Provided material below:

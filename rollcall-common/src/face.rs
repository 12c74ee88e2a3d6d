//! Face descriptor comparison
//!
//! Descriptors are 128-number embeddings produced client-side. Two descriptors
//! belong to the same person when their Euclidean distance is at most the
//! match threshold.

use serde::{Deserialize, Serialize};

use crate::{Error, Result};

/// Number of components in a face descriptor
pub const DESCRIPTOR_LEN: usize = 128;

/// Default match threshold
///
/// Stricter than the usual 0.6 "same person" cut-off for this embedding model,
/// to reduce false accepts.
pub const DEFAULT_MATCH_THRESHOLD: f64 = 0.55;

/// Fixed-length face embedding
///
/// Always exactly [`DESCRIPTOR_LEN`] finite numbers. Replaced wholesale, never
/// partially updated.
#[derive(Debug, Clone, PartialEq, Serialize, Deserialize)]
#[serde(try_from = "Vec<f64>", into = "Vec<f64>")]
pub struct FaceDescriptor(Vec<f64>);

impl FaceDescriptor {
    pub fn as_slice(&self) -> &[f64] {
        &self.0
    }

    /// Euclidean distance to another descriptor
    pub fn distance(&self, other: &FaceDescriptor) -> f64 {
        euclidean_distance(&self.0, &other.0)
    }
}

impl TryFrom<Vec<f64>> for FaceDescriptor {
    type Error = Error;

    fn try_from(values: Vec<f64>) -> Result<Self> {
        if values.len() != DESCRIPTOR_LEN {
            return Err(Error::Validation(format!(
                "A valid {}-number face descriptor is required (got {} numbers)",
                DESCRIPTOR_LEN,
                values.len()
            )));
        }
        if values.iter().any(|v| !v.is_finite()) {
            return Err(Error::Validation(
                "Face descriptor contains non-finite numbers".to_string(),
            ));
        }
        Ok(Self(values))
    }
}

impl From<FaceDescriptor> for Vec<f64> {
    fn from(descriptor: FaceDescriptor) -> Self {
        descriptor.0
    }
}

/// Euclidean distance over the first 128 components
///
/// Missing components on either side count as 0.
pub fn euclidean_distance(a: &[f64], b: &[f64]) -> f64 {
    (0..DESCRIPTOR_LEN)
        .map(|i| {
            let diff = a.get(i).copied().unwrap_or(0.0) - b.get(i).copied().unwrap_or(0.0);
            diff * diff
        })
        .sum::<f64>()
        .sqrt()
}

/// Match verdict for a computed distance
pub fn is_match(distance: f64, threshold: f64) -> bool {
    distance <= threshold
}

End of Provided material.

- Try it: Write out, word for word, every line from the one containing "fn from(descriptor: FaceDescriptor)" through the last line of the records above.

- Solved exercise:
    fn from(descriptor: FaceDescriptor) -> Self {
        descriptor.0
    }
}

/// Euclidean distance over the first 128 components
///
/// Missing components on either side count as 0.
pub fn euclidean_distance(a: &[f64], b: &[f64]) -> f64 {
    (0..DESCRIPTOR_LEN)
        .map(|i| {
            let diff = a.get(i).copied().unwrap_or(0.0) - b.get(i).copied().unwrap_or(0.0);
            diff * diff
        })
        .sum::<f64>()
        .sqrt()
}

/// Match verdict for a computed distance
pub fn is_match(distance: f64, threshold: f64) -> bool {
    distance <= threshold
}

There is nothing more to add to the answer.